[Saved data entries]
^^^^^^^^^^^^^^^^

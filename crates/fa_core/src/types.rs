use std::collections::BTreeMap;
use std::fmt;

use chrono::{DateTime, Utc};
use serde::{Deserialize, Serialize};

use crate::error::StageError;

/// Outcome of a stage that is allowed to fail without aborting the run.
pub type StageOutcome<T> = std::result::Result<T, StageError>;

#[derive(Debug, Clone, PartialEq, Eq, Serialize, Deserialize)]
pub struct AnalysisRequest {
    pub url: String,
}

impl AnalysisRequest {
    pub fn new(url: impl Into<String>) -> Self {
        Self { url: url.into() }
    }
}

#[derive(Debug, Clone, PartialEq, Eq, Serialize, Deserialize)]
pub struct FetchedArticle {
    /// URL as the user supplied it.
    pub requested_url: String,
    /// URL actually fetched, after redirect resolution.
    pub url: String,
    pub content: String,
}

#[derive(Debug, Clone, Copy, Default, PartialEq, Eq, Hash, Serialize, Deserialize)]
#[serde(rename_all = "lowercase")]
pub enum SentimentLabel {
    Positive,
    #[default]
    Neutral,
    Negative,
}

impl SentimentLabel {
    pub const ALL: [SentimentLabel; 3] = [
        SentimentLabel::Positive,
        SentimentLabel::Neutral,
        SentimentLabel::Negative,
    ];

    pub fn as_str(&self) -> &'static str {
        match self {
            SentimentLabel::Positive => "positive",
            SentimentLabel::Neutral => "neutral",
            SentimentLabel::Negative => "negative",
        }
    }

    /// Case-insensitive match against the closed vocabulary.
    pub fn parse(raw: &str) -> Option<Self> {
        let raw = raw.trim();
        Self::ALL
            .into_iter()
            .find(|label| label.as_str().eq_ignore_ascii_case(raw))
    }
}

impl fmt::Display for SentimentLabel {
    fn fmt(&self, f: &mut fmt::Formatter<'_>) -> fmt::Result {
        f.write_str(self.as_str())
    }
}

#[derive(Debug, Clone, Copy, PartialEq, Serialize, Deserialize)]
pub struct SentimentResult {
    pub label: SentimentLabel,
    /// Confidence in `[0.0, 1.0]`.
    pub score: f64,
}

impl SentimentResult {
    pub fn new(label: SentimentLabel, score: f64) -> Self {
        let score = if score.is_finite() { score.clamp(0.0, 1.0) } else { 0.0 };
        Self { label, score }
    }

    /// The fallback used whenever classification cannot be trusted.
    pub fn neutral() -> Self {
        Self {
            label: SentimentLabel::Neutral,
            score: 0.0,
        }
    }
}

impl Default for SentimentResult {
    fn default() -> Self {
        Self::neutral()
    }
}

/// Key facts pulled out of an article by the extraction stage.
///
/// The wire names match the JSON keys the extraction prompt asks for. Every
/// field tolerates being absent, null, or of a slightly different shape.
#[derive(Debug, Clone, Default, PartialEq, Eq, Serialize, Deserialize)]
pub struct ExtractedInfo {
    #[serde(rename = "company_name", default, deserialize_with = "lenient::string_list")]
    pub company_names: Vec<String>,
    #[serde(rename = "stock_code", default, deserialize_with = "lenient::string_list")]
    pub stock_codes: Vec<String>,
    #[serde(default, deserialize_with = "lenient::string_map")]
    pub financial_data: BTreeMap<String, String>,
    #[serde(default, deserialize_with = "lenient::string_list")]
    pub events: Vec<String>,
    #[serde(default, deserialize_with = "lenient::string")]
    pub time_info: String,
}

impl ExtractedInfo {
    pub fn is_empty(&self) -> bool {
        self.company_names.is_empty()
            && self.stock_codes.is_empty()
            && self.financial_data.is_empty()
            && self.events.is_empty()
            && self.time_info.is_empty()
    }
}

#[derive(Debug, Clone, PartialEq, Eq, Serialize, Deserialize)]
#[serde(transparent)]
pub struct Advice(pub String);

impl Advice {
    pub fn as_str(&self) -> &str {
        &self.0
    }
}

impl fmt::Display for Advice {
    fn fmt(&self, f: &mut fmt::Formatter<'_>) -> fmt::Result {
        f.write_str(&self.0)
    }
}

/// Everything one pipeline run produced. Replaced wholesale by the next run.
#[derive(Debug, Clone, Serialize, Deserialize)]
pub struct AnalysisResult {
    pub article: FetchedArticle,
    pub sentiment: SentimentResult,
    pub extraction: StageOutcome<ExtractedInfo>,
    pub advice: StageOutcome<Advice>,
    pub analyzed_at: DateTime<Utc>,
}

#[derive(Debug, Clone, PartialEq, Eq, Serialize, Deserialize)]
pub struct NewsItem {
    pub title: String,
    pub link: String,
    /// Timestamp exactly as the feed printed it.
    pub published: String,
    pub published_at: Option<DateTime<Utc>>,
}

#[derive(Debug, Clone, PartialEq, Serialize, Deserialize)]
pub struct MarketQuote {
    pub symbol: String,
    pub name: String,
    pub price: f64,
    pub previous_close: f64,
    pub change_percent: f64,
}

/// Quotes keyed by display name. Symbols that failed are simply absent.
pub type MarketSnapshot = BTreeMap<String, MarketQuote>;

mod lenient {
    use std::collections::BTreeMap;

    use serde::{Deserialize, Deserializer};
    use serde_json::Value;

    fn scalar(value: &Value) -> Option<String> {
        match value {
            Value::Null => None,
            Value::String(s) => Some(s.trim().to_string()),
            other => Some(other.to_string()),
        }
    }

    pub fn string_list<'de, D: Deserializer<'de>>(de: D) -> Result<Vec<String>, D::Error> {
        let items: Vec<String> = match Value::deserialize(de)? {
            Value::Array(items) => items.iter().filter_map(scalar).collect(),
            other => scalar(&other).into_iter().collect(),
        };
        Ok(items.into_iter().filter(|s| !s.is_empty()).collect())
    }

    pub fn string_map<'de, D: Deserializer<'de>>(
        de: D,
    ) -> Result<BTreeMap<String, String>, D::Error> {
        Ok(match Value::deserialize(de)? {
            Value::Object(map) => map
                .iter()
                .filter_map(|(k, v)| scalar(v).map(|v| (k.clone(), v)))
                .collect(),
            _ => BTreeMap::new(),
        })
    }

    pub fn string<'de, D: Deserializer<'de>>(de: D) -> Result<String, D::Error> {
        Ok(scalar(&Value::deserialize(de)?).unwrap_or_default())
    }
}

^^^^^^^^^^^^^^^^

The response should be an exact repeat of the data above.

filename crates/fa_core/src/types.rs
use std::collections::BTreeMap;
use std::fmt;

use chrono::{DateTime, Utc};
use serde::{Deserialize, Serialize};

use crate::error::StageError;

/// Outcome of a stage that is allowed to fail without aborting the run.
pub type StageOutcome<T> = std::result::Result<T, StageError>;

#[derive(Debug, Clone, PartialEq, Eq, Serialize, Deserialize)]
pub struct AnalysisRequest {
    pub url: String,
}

impl AnalysisRequest {
    pub fn new(url: impl Into<String>) -> Self {
        Self { url: url.into() }
    }
}

#[derive(Debug, Clone, PartialEq, Eq, Serialize, Deserialize)]
pub struct FetchedArticle {
    /// URL as the user supplied it.
    pub requested_url: String,
    /// URL actually fetched, after redirect resolution.
    pub url: String,
    pub content: String,
}

#[derive(Debug, Clone, Copy, Default, PartialEq, Eq, Hash, Serialize, Deserialize)]
#[serde(rename_all = "lowercase")]
pub enum SentimentLabel {
    Positive,
    #[default]
    Neutral,
    Negative,
}

impl SentimentLabel {
    pub const ALL: [SentimentLabel; 3] = [
        SentimentLabel::Positive,
        SentimentLabel::Neutral,
        SentimentLabel::Negative,
    ];

    pub fn as_str(&self) -> &'static str {
        match self {
            SentimentLabel::Positive => "positive",
            SentimentLabel::Neutral => "neutral",
            SentimentLabel::Negative => "negative",
        }
    }

    /// Case-insensitive match against the closed vocabulary.
    pub fn parse(raw: &str) -> Option<Self> {
        let raw = raw.trim();
        Self::ALL
            .into_iter()
            .find(|label| label.as_str().eq_ignore_ascii_case(raw))
    }
}

impl fmt::Display for SentimentLabel {
    fn fmt(&self, f: &mut fmt::Formatter<'_>) -> fmt::Result {
        f.write_str(self.as_str())
    }
}

#[derive(Debug, Clone, Copy, PartialEq, Serialize, Deserialize)]
pub struct SentimentResult {
    pub label: SentimentLabel,
    /// Confidence in `[0.0, 1.0]`.
    pub score: f64,
}

impl SentimentResult {
    pub fn new(label: SentimentLabel, score: f64) -> Self {
        let score = if score.is_finite() { score.clamp(0.0, 1.0) } else { 0.0 };
        Self { label, score }
    }

    /// The fallback used whenever classification cannot be trusted.
    pub fn neutral() -> Self {
        Self {
            label: SentimentLabel::Neutral,
            score: 0.0,
        }
    }
}

impl Default for SentimentResult {
    fn default() -> Self {
        Self::neutral()
    }
}

/// Key facts pulled out of an article by the extraction stage.
///
/// The wire names match the JSON keys the extraction prompt asks for. Every
/// field tolerates being absent, null, or of a slightly different shape.
#[derive(Debug, Clone, Default, PartialEq, Eq, Serialize, Deserialize)]
pub struct ExtractedInfo {
    #[serde(rename = "company_name", default, deserialize_with = "lenient::string_list")]
    pub company_names: Vec<String>,
    #[serde(rename = "stock_code", default, deserialize_with = "lenient::string_list")]
    pub stock_codes: Vec<String>,
    #[serde(default, deserialize_with = "lenient::string_map")]
    pub financial_data: BTreeMap<String, String>,
    #[serde(default, deserialize_with = "lenient::string_list")]
    pub events: Vec<String>,
    #[serde(default, deserialize_with = "lenient::string")]
    pub time_info: String,
}

impl ExtractedInfo {
    pub fn is_empty(&self) -> bool {
        self.company_names.is_empty()
            && self.stock_codes.is_empty()
            && self.financial_data.is_empty()
            && self.events.is_empty()
            && self.time_info.is_empty()
    }
}

#[derive(Debug, Clone, PartialEq, Eq, Serialize, Deserialize)]
#[serde(transparent)]
pub struct Advice(pub String);

impl Advice {
    pub fn as_str(&self) -> &str {
        &self.0
    }
}

impl fmt::Display for Advice {
    fn fmt(&self, f: &mut fmt::Formatter<'_>) -> fmt::Result {
        f.write_str(&self.0)
    }
}

/// Everything one pipeline run produced. Replaced wholesale by the next run.
#[derive(Debug, Clone, Serialize, Deserialize)]
pub struct AnalysisResult {
    pub article: FetchedArticle,
    pub sentiment: SentimentResult,
    pub extraction: StageOutcome<ExtractedInfo>,
    pub advice: StageOutcome<Advice>,
    pub analyzed_at: DateTime<Utc>,
}

#[derive(Debug, Clone, PartialEq, Eq, Serialize, Deserialize)]
pub struct NewsItem {
    pub title: String,
    pub link: String,
    /// Timestamp exactly as the feed printed it.
    pub published: String,
    pub published_at: Option<DateTime<Utc>>,
}

#[derive(Debug, Clone, PartialEq, Serialize, Deserialize)]
pub struct MarketQuote {
    pub symbol: String,
    pub name: String,
    pub price: f64,
    pub previous_close: f64,
    pub change_percent: f64,
}

/// Quotes keyed by display name. Symbols that failed are simply absent.
pub type MarketSnapshot = BTreeMap<String, MarketQuote>;

mod lenient {
    use std::collections::BTreeMap;

    use serde::{Deserialize, Deserializer};
    use serde_json::Value;

    fn scalar(value: &Value) -> Option<String> {
        match value {
            Value::Null => None,
            Value::String(s) => Some(s.trim().to_string()),
            other => Some(other.to_string()),
        }
    }

    pub fn string_list<'de, D: Deserializer<'de>>(de: D) -> Result<Vec<String>, D::Error> {
        let items: Vec<String> = match Value::deserialize(de)? {
            Value::Array(items) => items.iter().filter_map(scalar).collect(),
            other => scalar(&other).into_iter().collect(),
        };
        Ok(items.into_iter().filter(|s| !s.is_empty()).collect())
    }

    pub fn string_map<'de, D: Deserializer<'de>>(
        de: D,
    ) -> Result<BTreeMap<String, String>, D::Error> {
        Ok(match Value::deserialize(de)? {
            Value::Object(map) => map
                .iter()
                .filter_map(|(k, v)| scalar(v).map(|v| (k.clone(), v)))
                .collect(),
            _ => BTreeMap::new(),
        })
    }

    pub fn string<'de, D: Deserializer<'de>>(de: D) -> Result<String, D::Error> {
        Ok(scalar(&Value::deserialize(de)?).unwrap_or_default())
    }
}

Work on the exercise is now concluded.